There may not be a person more fitted to the title of Alumni Coordinator at the United States Sports Academy than Dr. Sonya Wesley.

Wesley, a former track athlete, who earned a Doctorate of Education in Sports Management from the Academy, said her first professional experience with sports was as an intern at Professional Athletes Career Enterprise (PACE), while a graduate student in San Diego.

As a PACE intern, Wesley worked as a liaison, assisting National Basketball Player Association members with internships, career opportunities during the off-season and career-ending ventures.

“That was my introduction into the professional world of sports,” she said.

Her work ethic and enthusiasm eliminated two positions and she was approached about attending the Academy by Dr. Judith Sweet, the first female member of the Academy’s Board of Trustees, who, at the time, was affiliated with PACE.

After graduating from National University with a Master’s in Public Administration with an emphasis in Human Resource Management and a goal of becoming a career resource for athletes in the future, Wesley began traveling and training as a certified fitness instructor.

Wesley went on to volunteer at the 1996 Summer Olympic Games in Atlanta.

“When I heard America won the bid, I called the first business day at 8 a.m.,” she said. “I was told that I was the first one to call.’”

Wesley assisted the media and sat in on press conferences with the athletes, coaches, agents and others.

“I was thoroughly exposed,” she said. “That sealed the deal. I knew I was going to the United States Sports Academy.”

Wesley started at the Academy in 2000, and interned with the Mobile Wizards, an Arena Football League II team, under the direction of owner, Ken “Snake” Stabler, former quarterback for the Oakland Raiders and Alabama Crimson Tide.

“Among learning the fundamentals of sport management, Mr. Stabler taught me how to approach and address warriors,” Wesley said. “I gave team announcements and performed as a representative.”

After graduating from the Academy in 2004, Wesley founded a non-profit organization called “Sports Series,” an educational program that facilitated workshops for student athletes ages 8 to 18, teaching math and science through sports activities in California, Georgia and Florida.

Wesley dissolved the non-profit in 2013 and decided instead to focus her teaching efforts overseas in Malaysia, as one of 28 members of the Academy’s international faculty. She taught eight various sport-related courses and was voted as one of the instructors of the week.

“The experience was a growth spurt. The students’ work ethic overcame language barriers and their classwork showed that learning was taking place,” she said. “It was exciting to be away among an international population and to return to my alumni home, the United States Sport Academy.”

Upon arriving back in the U.S., Wesley moved to Alabama, saw what employment opportunities were available online and applied.

“I’m in a zone conversing with potential alumni, sharing my experience from the heart,” she said. “Observing Academy President and CEO Dr. Thomas P. Rosandich host prominent guests, being in the environment of dynamic sport art, learning cutting edge information in the world of sport and engaging passionate sport enthusiastic classmates, I evolved.”

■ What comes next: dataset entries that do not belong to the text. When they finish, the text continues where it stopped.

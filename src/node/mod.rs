//! Storage node: shard data, the rebalance state machine, and its HTTP
//! surfaces.

pub mod http;
pub mod management;
pub mod peer_client;
pub mod server;
pub mod shard;
pub mod state;
pub mod store;

pub use management::{NodeManager, PeerTransport};
pub use server::NodeServer;
pub use store::NodeStore;
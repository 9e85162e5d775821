//! Node server runner

use crate::common::config::NodeConfig;
use crate::discovery::DiscoveryClient;
use crate::node::http::{create_router, NodeHttpState};
use crate::node::management::NodeManager;
use crate::node::peer_client::HttpPeerTransport;
use crate::node::store::NodeStore;
use crate::Result;
use std::sync::Arc;

pub struct NodeServer {
    config: NodeConfig,
}

impl NodeServer {
    pub fn new(config: NodeConfig) -> Self {
        Self { config }
    }

    pub async fn serve(self) -> Result<()> {
        tracing::info!("Starting storage node {}", self.config.node_id);
        tracing::info!("  HTTP API: {}", self.config.bind_addr);
        tracing::info!("  Discovery: {}", self.config.discovery_url);

        let discovery = DiscoveryClient::new(self.config.discovery_url.clone());
        let store = Arc::new(NodeStore::new(self.config.node_id));
        let manager = Arc::new(NodeManager::new(
            store,
            HttpPeerTransport::new(discovery.clone()),
        ));

        // The master learns about this node through discovery; registration
        // must precede serving or an in-flight rebalance could miss us.
        discovery
            .register_node(
                self.config.node_id,
                &self.config.advertise_host,
                self.config.bind_addr.port(),
            )
            .await?;

        let router = create_router(NodeHttpState { manager });
        let listener = tokio::net::TcpListener::bind(self.config.bind_addr).await?;
        tracing::info!("Node {} ready", self.config.node_id);
        axum::serve(listener, router).await?;
        Ok(())
    }
}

“I am where I am supposed to be and honored to have been chosen to contribute to this institution,” Wesley said. “I want to share my experience and provide assistance to the alumni, as well as help establish a collegial body that continues their relations with and in support of the Academy’s mission,” she added.

Board of Trustees member Dr. Gary Cunningham, left, gives Shaolin Temple Abbot Shi Yongxin a hand-made book of the "Philosophy of Shaolin Kung Fu" course translated into Chinese.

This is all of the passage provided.